Following the 2005 Supreme Court order, Hindu women, who practically had no parental property rights earlier, now have equal claim on parental property as men. The UCC panel intends to extend equal property share in parental property to Muslim women as well. Current Muslim personal laws allow the son to inherit double the share compared to the daughter. A 50% share is now set to be pitched for women across all religions by the state panel.

Both polygamy and polyandry, permitted to Muslims under certain conditions and in tribal populations respectively, are set to be rejected by the panel. Both issues are likely to meet resistance from the state’s Muslim community, especially the older generation.

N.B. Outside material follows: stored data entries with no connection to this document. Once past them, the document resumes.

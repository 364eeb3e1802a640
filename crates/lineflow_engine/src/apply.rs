//! Writing an approved decision inside a caller's transaction.

use crate::cache::StateMap;
use crate::error::{EngineError, Result};
use lineflow_db::{items, records, Item, NewItem, NewRecord, PhaseChange};
use lineflow_lifecycle::{Actor, Decision, RecordDraft, ScrapChange, ScrapDetail, ScrapMotive};
use sqlx::sqlite::SqliteConnection;

/// Scrap fields the item carries after the decision.
fn scrap_fields(item: &Item, change: ScrapChange) -> (Option<ScrapMotive>, Option<ScrapDetail>) {
    match change {
        ScrapChange::Keep => (item.scrap_motive, item.scrap_detail),
        ScrapChange::Set { motive, detail } => (Some(motive), detail),
        ScrapChange::Detail(detail) => (item.scrap_motive, Some(detail)),
        ScrapChange::Clear => (None, None),
    }
}

fn new_record(
    item_id: i64,
    serial: &str,
    draft: &RecordDraft,
    states: &StateMap,
    actor: &Actor,
    lot_id: Option<i64>,
) -> Result<NewRecord> {
    Ok(NewRecord {
        item_id,
        serial: serial.to_string(),
        phase: draft.phase,
        previous_phase: draft.previous_phase,
        state_id: Some(states.resolve(draft.phase)?),
        disposition: draft.disposition.as_str().to_string(),
        scrap_motive: draft.scrap_motive,
        scrap_detail: draft.scrap_detail,
        diagnosis_code: draft.diagnosis_code.clone(),
        repair_code: draft.repair_code.clone(),
        technician: draft.technician.clone(),
        note: draft.note.clone(),
        user_id: actor.user_id.clone(),
        lot_id,
    })
}

/// Apply `decision` to `item`: optimistic phase update plus the records.
///
/// `outbound_lot_id` is required when the decision assigns one. Returns the
/// inserted record ids in order.
pub(crate) async fn apply_decision(
    conn: &mut SqliteConnection,
    states: &StateMap,
    item: &Item,
    decision: &Decision,
    actor: &Actor,
    outbound_lot_id: Option<i64>,
) -> Result<Vec<i64>> {
    if decision.assigns_outbound_lot && outbound_lot_id.is_none() {
        return Err(EngineError::validation(format!(
            "{} needs an outbound lot for this move",
            item.serial
        )));
    }

    let (scrap_motive, scrap_detail) = scrap_fields(item, decision.scrap);
    let change = PhaseChange {
        expected: item.phase,
        to: decision.to,
        state_id: states.resolve(decision.to)?,
        responsible_id: &actor.user_id,
        scrap_motive,
        scrap_detail,
        outbound_lot_id: if decision.assigns_outbound_lot { outbound_lot_id } else { None },
    };
    items::apply_phase_change(conn, item.id, &change).await?;

    let record_lot = if decision.assigns_outbound_lot {
        outbound_lot_id
    } else {
        item.lot_id
    };
    let mut ids = Vec::with_capacity(decision.records.len());
    for draft in &decision.records {
        let record = new_record(item.id, &item.serial, draft, states, actor, record_lot)?;
        ids.push(records::insert(conn, &record).await?);
    }
    Ok(ids)
}

/// Insert a new item in REGISTRO with its registration records.
pub(crate) async fn apply_registration(
    conn: &mut SqliteConnection,
    states: &StateMap,
    new_item: NewItem,
    decision: &Decision,
    actor: &Actor,
) -> Result<(Item, Vec<i64>)> {
    let item = items::insert(conn, &new_item).await?;
    let mut ids = Vec::with_capacity(decision.records.len());
    for draft in &decision.records {
        let record = new_record(item.id, &item.serial, draft, states, actor, item.lot_id)?;
        ids.push(records::insert(conn, &record).await?);
    }
    Ok((item, ids))
}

The third issue has been raising the age of marriage of women from 18 years to 21 years, just like men. While some Muslim bodies have opposed all three UCC proposals, those part of the deliberations across the state point to support from the younger Muslim population for these reforms.

Only the Hindu personal law allows for legal adoption of a child and vests legal and inheritance rights in the child equivalent to a biological child. People from other religions such as Muslims, Parsis, Jews can adopt/foster under the Guardians and Wards Act, 1890, as well as the more recent Juvenile Justice (Care & Protection of Children) Act, 2000. However, these do not grant the same legal status/rights to the adopted child. The Uttarakhand UCC panel is set to recommend the same legal adoption rights for parents and the adopted child across all religions.

The Hindu Male
For Hindus, the coparcenary rights (ancestral property rights by birth) allowed to Hindu male heirs of a joint family is set to get the axe under the proposed UCC.

The Supreme Court order of 2005 already gives Hindu women equal rights on ancestral and agricultural property. It is felt by the panel that in the spirit of the order, it is only proper to do away with exclusive male coparcenary rights altogether for gender equality.